With this package you can specify the access rules via attributes on any of the mentioned methods, or on presenter class. To enable this feature simple use SecurityAnnotations trait in any presenter or component and make sure RequirementsChecker service gets injected via injectRequirementsChecker() - with default Nette configuration this should work on presenters out of the box, but you need to take care of components, e.g. by enabling inject calls.

Example:

use Nepada\SecurityAnnotations\Annotations\Allowed;
use Nepada\SecurityAnnotations\Annotations\LoggedIn;
use Nepada\SecurityAnnotations\Annotations\Role;

/**
 * To access this presenter the user must be logged in.
 */
 #[LoggedIn]
class SecuredPresenter extends Nette\Application\UI\Presenter
{

    use Nepada\SecurityAnnotations\SecurityAnnotations;

    #[Role("admin", "superadmin")]
    public function actionForAdmins(): void
    {
        // Only users with role admin or superadmin are allowed here.
    }

     #[Allowed(resource: "world", privilege: "destroy")]
    public function handleDestroyWorld(): void
    {
        // Only users with specific permission are allowed to call this signal.
    }

}

The attributes and rules they enforce are completely customizable (see below), however the default setup comes with three predefined rules:

  • LoggedIn - checks whether the user is logged in.
  • Role("admin", "superadmin") - checks whether the user has at least one of the specified roles.
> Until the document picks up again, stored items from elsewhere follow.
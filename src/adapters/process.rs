//! External executables following the algorithm interface
//!
//! The executable receives a single JSON document as its last argument and
//! writes one score per line to `dataOutput`. Runs are bounded by the
//! phase timeout of the experiment's resource constraints; the child is
//! killed when the timeout elapses.

use std::path::{Path, PathBuf};
use std::process::Stdio;
use std::time::Duration;

use serde::Serialize;
use tokio::process::Command;

use super::{AdapterInput, CallArgs};
use crate::data_types::ExecutionPhase;
use crate::experiment::ANOMALY_SCORES_TS;
use crate::params::Params;
use crate::{Error, Result};

/// File name of the model written by training and read by execution.
pub const MODEL_FILE_NAME: &str = "model.pkl";

/// JSON document passed to external algorithms.
#[derive(Debug, Clone, PartialEq, Serialize)]
#[serde(rename_all = "camelCase")]
pub struct AlgorithmInterface {
    /// Dataset file to read.
    pub data_input: PathBuf,
    /// Scores file to write.
    pub data_output: PathBuf,
    /// Model file to read during execution.
    pub model_input: PathBuf,
    /// Model file to write during training.
    pub model_output: PathBuf,
    /// `"train"` or `"execute"`.
    pub execution_type: ExecutionPhase,
    /// Resolved hyper-parameters.
    pub custom_parameters: Params,
}

impl AlgorithmInterface {
    /// Interface with data and results rooted at the given directories.
    #[must_use]
    pub fn new(
        data_input: PathBuf,
        results_dir: &Path,
        execution_type: ExecutionPhase,
        custom_parameters: Params,
    ) -> Self {
        let model = results_dir.join(MODEL_FILE_NAME);
        Self {
            data_input,
            data_output: results_dir.join(ANOMALY_SCORES_TS),
            model_input: model.clone(),
            model_output: model,
            execution_type,
            custom_parameters,
        }
    }

    /// Serialize into the command-line argument.
    ///
    /// # Errors
    ///
    /// Returns `Error::Json` if a parameter cannot be serialized.
    pub fn to_json_string(&self) -> Result<String> {
        Ok(serde_json::to_string(self)?)
    }
}

/// External executable adapter.
#[derive(Debug, Clone, PartialEq, Eq)]
pub struct ProcessAdapter {
    program: PathBuf,
    args: Vec<String>,
    supports_training: bool,
}

impl ProcessAdapter {
    /// Adapter running `program`; no training capability.
    #[must_use]
    pub fn new(program: impl Into<PathBuf>) -> Self {
        Self {
            program: program.into(),
            args: Vec::new(),
            supports_training: false,
        }
    }

    /// Arguments placed before the interface document.
    #[must_use]
    pub fn with_args<I, S>(mut self, args: I) -> Self
    where
        I: IntoIterator<Item = S>,
        S: Into<String>,
    {
        self.args = args.into_iter().map(Into::into).collect();
        self
    }

    /// Declare that the executable also implements the training phase.
    #[must_use]
    pub const fn with_training(mut self, supports_training: bool) -> Self {
        self.supports_training = supports_training;
        self
    }

    /// Whether the executable implements the training phase.
    #[must_use]
    pub const fn supports_training(&self) -> bool {
        self.supports_training
    }

    pub(super) fn command(
        &self,
        phase: ExecutionPhase,
        input: &AdapterInput,
        args: &CallArgs,
    ) -> Result<Command> {
        let data_input = absolute(require_path(input, "process")?)?;
        let results_dir = absolute(&args.results_path)?;
        let interface =
            AlgorithmInterface::new(data_input, &results_dir, phase, args.hyper_params.clone());

        let mut command = Command::new(&self.program);
        command
            .args(&self.args)
            .arg(interface.to_json_string()?)
            .current_dir(results_dir);
        Ok(command)
    }

    pub(super) fn run(
        &self,
        phase: ExecutionPhase,
        input: &AdapterInput,
        args: &CallArgs,
    ) -> Result<()> {
        let command = self.command(phase, input, args)?;
        run_to_completion(command, phase, phase_timeout(phase, args))
    }
}

pub(super) fn require_path<'a>(input: &'a AdapterInput, kind: &str) -> Result<&'a Path> {
    input.as_path().ok_or_else(|| {
        Error::Configuration(format!(
            "{kind} adapters cannot handle in-memory arrays; set data_as_file on the algorithm"
        ))
    })
}

pub(super) fn absolute(path: &Path) -> Result<PathBuf> {
    if path.is_absolute() {
        Ok(path.to_path_buf())
    } else {
        Ok(std::env::current_dir()?.join(path))
    }
}

pub(super) fn phase_timeout(phase: ExecutionPhase, args: &CallArgs) -> Option<Duration> {
    match phase {
        ExecutionPhase::Train => args.resource_constraints.get_train_timeout(None),
        ExecutionPhase::Execute => args.resource_constraints.get_execute_timeout(None),
    }
}

const fn phase_label(phase: ExecutionPhase) -> &'static str {
    match phase {
        ExecutionPhase::Train => "training",
        ExecutionPhase::Execute => "execution",
    }
}

/// Run `command` on a private current-thread runtime, killing it on timeout.
pub(super) fn run_to_completion(
    mut command: Command,
    phase: ExecutionPhase,
    timeout: Option<Duration>,
) -> Result<()> {
    let program = command.as_std().get_program().to_string_lossy().into_owned();
    command
        .stdin(Stdio::null())
        .stdout(Stdio::piped())
        .stderr(Stdio::piped())
        .kill_on_drop(true);

    let runtime = tokio::runtime::Builder::new_current_thread()
        .enable_all()
        .build()?;

    let output = runtime.block_on(async move {
        match timeout {
            Some(limit) => tokio::time::timeout(limit, command.output())
                .await
                .map_err(|_| Error::Timeout {
                    phase: phase_label(phase),
                    after: limit,
                }),
            None => Ok(command.output().await),
        }
    })?;

    let output = output
        .map_err(|e| Error::Adapter(anyhow::anyhow!("failed to spawn {program}: {e}")))?;

    tracing::debug!(
        program = %program,
        phase = phase.as_str(),
        status = %output.status,
        "external algorithm finished"
    );

    if !output.status.success() {
        let stderr = String::from_utf8_lossy(&output.stderr);
        return Err(Error::Adapter(anyhow::anyhow!(
            "{program} failed during {} ({}): {}",
            phase_label(phase),
            output.status,
            stderr.trim()
        )));
    }
    Ok(())
}

/// Read a scores file (whitespace-separated floats).
///
/// # Errors
///
/// Returns `Error::Adapter` if the file is missing or contains a non-numeric token.
pub fn read_scores(path: &Path) -> Result<Vec<f64>> {
    let contents = std::fs::read_to_string(path).map_err(|e| {
        Error::Adapter(anyhow::anyhow!(
            "algorithm produced no readable scores at {}: {e}",
            path.display()
        ))
    })?;
    contents
        .split_whitespace()
        .map(|token| {
            token.parse::<f64>().map_err(|e| {
                Error::Adapter(anyhow::anyhow!(
                    "invalid score {token:?} in {}: {e}",
                    path.display()
                ))
            })
        })
        .collect()
}

#[cfg(test)]
mod tests {
    use super::*;
    use crate::adapters::tests::call_args;
    use crate::adapters::Adapter;
    use crate::dataset::DataMatrix;
    use crate::resource_constraints::{HostResources, ResourceConstraints, GIB};

    #[test]
    fn test_interface_json_keys() {
        let mut params = Params::new();
        params.insert("window".to_string(), 5.into());
        let interface = AlgorithmInterface::new(
            PathBuf::from("/data/test.csv"),
            Path::new("/results"),
            ExecutionPhase::Execute,
            params,
        );
        let value: serde_json::Value =
            serde_json::from_str(&interface.to_json_string().unwrap()).unwrap();
        assert_eq!(value["dataInput"], "/data/test.csv");
        assert_eq!(value["dataOutput"], "/results/anomaly_scores.ts");
        assert_eq!(value["modelOutput"], "/results/model.pkl");
        assert_eq!(value["executionType"], "execute");
        assert_eq!(value["customParameters"]["window"], 5);
    }

    #[test]
    fn test_read_scores() {
        let dir = tempfile::tempdir().unwrap();
        let path = dir.path().join(ANOMALY_SCORES_TS);
        std::fs::write(&path, "0.5\n1\n-2.25").unwrap();
        assert_eq!(read_scores(&path).unwrap(), vec![0.5, 1.0, -2.25]);
        std::fs::write(&path, "0.5\nabc").unwrap();
        assert!(read_scores(&path).is_err());
        assert!(read_scores(&dir.path().join("missing.ts")).is_err());
    }

    #[test]
    fn test_array_input_rejected() {
        let adapter = Adapter::from(ProcessAdapter::new("true"));
        let input = AdapterInput::Array(DataMatrix::from_series(vec![1.0]));
        let err = adapter
            .execute(&input, &call_args(PathBuf::from("/tmp")))
            .unwrap_err();
        assert!(matches!(err, Error::Configuration(_)));
    }

    #[cfg(unix)]
    #[test]
    fn test_process_writes_scores() {
        let dir = tempfile::tempdir().unwrap();
        let adapter = Adapter::from(ProcessAdapter::new("sh").with_args([
            "-c",
            "printf '0.1\\n0.9\\n0.3' > anomaly_scores.ts",
            "_",
        ]));
        let input = AdapterInput::Path(PathBuf::from("/data/test.csv"));
        let scores = adapter
            .execute(&input, &call_args(dir.path().to_path_buf()))
            .unwrap();
        assert_eq!(scores, vec![0.1, 0.9, 0.3]);
    }

    #[cfg(unix)]
    #[test]
    fn test_process_failure_reports_stderr() {
        let dir = tempfile::tempdir().unwrap();
        let adapter = Adapter::from(ProcessAdapter::new("sh").with_args([
            "-c",
            "echo 'out of memory' >&2; exit 3",
            "_",
        ]));
        let input = AdapterInput::Path(PathBuf::from("/data/test.csv"));
        let err = adapter
            .execute(&input, &call_args(dir.path().to_path_buf()))
            .unwrap_err();
        assert!(err.to_string().contains("out of memory"));
    }

    #[cfg(unix)]
    #[test]
    fn test_process_timeout() {
        let dir = tempfile::tempdir().unwrap();
        let mut args = call_args(dir.path().to_path_buf());
        args.resource_constraints = ResourceConstraints::builder()
            .host(HostResources::new(5 * GIB, 4))
            .execute_timeout(Duration::from_millis(200))
            .build()
            .unwrap();
        let adapter = Adapter::from(ProcessAdapter::new("sh").with_args(["-c", "sleep 5", "_"]));
        let input = AdapterInput::Path(PathBuf::from("/data/test.csv"));

        let started = std::time::Instant::now();
        let err = adapter.execute(&input, &args).unwrap_err();
        assert!(err.is_timeout());
        assert!(err.to_string().contains("execution timed out"));
        assert!(started.elapsed() < Duration::from_secs(4));
    }
}
//! Resource budget resolution

use std::time::Duration;

use tsad_bench::resource_constraints::{HostResources, ResourceConstraints, GIB};
use tsad_bench::Error;

const HOST: HostResources = HostResources::new(9 * GIB, 8);

fn builder() -> tsad_bench::resource_constraints::ResourceConstraintsBuilder {
    ResourceConstraints::builder().host(HOST)
}

#[test]
fn test_host_share_divided_by_tasks() {
    let constraints = builder().tasks_per_host(4).build().unwrap();
    let (memory, cpus) = constraints.get_resource_limits(None, None);
    assert_eq!(memory, 2 * GIB);
    assert!((cpus - 2.0).abs() < f64::EPSILON);
}

#[test]
fn test_explicit_limits_win_over_host_share() {
    let constraints = builder()
        .tasks_per_host(4)
        .task_memory_limit(3 * GIB)
        .task_cpu_limit(1.5)
        .build()
        .unwrap();
    assert_eq!(constraints.get_resource_limits(None, None), (3 * GIB, 1.5));
}

#[test]
fn test_overwrites_win_and_resolve_independently() {
    let constraints = builder()
        .task_memory_limit(3 * GIB)
        .task_cpu_limit(1.5)
        .build()
        .unwrap();
    assert_eq!(constraints.get_resource_limits(Some(GIB), None), (GIB, 1.5));
    assert_eq!(
        constraints.get_resource_limits(None, Some(0.5)),
        (3 * GIB, 0.5)
    );
}

#[test]
fn test_memory_limit_only() {
    let constraints = builder().tasks_per_host(2).task_memory_limit(GIB).build().unwrap();
    assert_eq!(constraints.get_resource_limits(None, None), (GIB, 4.0));
}

#[test]
fn test_timeouts() {
    let constraints = builder()
        .train_timeout(Duration::from_secs(60))
        .build()
        .unwrap();
    assert_eq!(constraints.get_train_timeout(None), Some(Duration::from_secs(60)));
    assert_eq!(
        constraints.get_train_timeout(Some(Duration::from_secs(5))),
        Some(Duration::from_secs(5))
    );
    assert_eq!(constraints.get_execute_timeout(None), None);
}

#[test]
fn test_forcing_single_task() {
    let constraints = builder().tasks_per_host(4).build().unwrap();
    let local = constraints.with_tasks_per_host(1);
    assert_eq!(local.tasks_per_host(), 1);
    assert_eq!(local.get_resource_limits(None, None), (8 * GIB, 8.0));
    assert_eq!(constraints.with_tasks_per_host(0).tasks_per_host(), 1);
}

#[test]
fn test_zero_tasks_per_host_rejected() {
    let error = builder().tasks_per_host(0).build().unwrap_err();
    assert!(matches!(error, Error::Configuration(_)));
}

#[test]
fn test_probe_reads_this_host() {
    let host = HostResources::probe().unwrap();
    assert!(host.total_memory() > 0);
    assert!(host.cpus() > 0);
}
If you use Nette\Security\Permission as your authorizator, then role inheritance is taken into account, i.e. users that have at least one role that inherits from at least one of the specified roles are allowed as well.
  • Allowed(resource: "world", privilege: "destroy") - checks whether the user has at least one role that is granted the specified privilege on the specified resource.

Securing components

Properly securing components is a tricky business, take a look at the following example:

use Nepada\SecurityAnnotations\Annotations\LoggedIn;

class SecuredPresenter extends Nette\Application\UI\Presenter
{

    use Nepada\SecurityAnnotations\SecurityAnnotations;

    #[LoggedIn]
    public function actionDefault(): void
    {
        // ...
    }

    protected function createComponentForm(): Nette\Application\UI\Form
    {
        $form = new Nette\Application\UI\Form();
        $form->addSubmit('Do something dangerous');
        $form->onSuccess[] = function (Nette\Application\UI\Form $form): void {
            // ...
        };
        return $form;
    }

}

Securing presenter action<> (or render<>) methods is not sufficient! All it takes is a one general route in your router, e.g. a very common Route('<presenter>/<action>'), and anyone may successfully submit the form by sending POST request to /secured/foo URL.

You should always check user's permissions when creating the component. To make your life easier there is SecuredComponents trait that calls the standard Nette\Application\UI\Component::checkRequirements() method before calling the component factory (nette/application 3.2.2 and later performs this check natively, making the trait obsolete). Combining it with SecurityAnnotations it allows you to control access to components via attributes on createComponent<> methods.

Customizing access validators

  • You can disable the default set of validators by enableDefaultValidators: false.
  • You can also define your own validators, i.e. services implementing Nepada\SecurityAnnotations\AccessValidators\AccessValidator interface in validators configuration section.
securityAnnotations:
    enableDefaultValidators: false # disable default set of validators
    validators:
        - MyRoleAccessValidator # define validator by class name
        - @fooAccessValidator # define validator by service reference
        
services:
    fooAccessValidator: FooAccessValidator(%fooParameter%)

How do access validators work?

Every access validator implements Nepada\SecurityAnnotations\AccessValidators\AccessValidator interface. The access validator specifies which attribute type it supports via its public API.

When checking the requirements PHP attributes are passed one by one to associated access validator for inspection. Based on the attribute value the validator decides either to deny access (throws Nette\Application\BadRequestException), or grant access (no exception is thrown).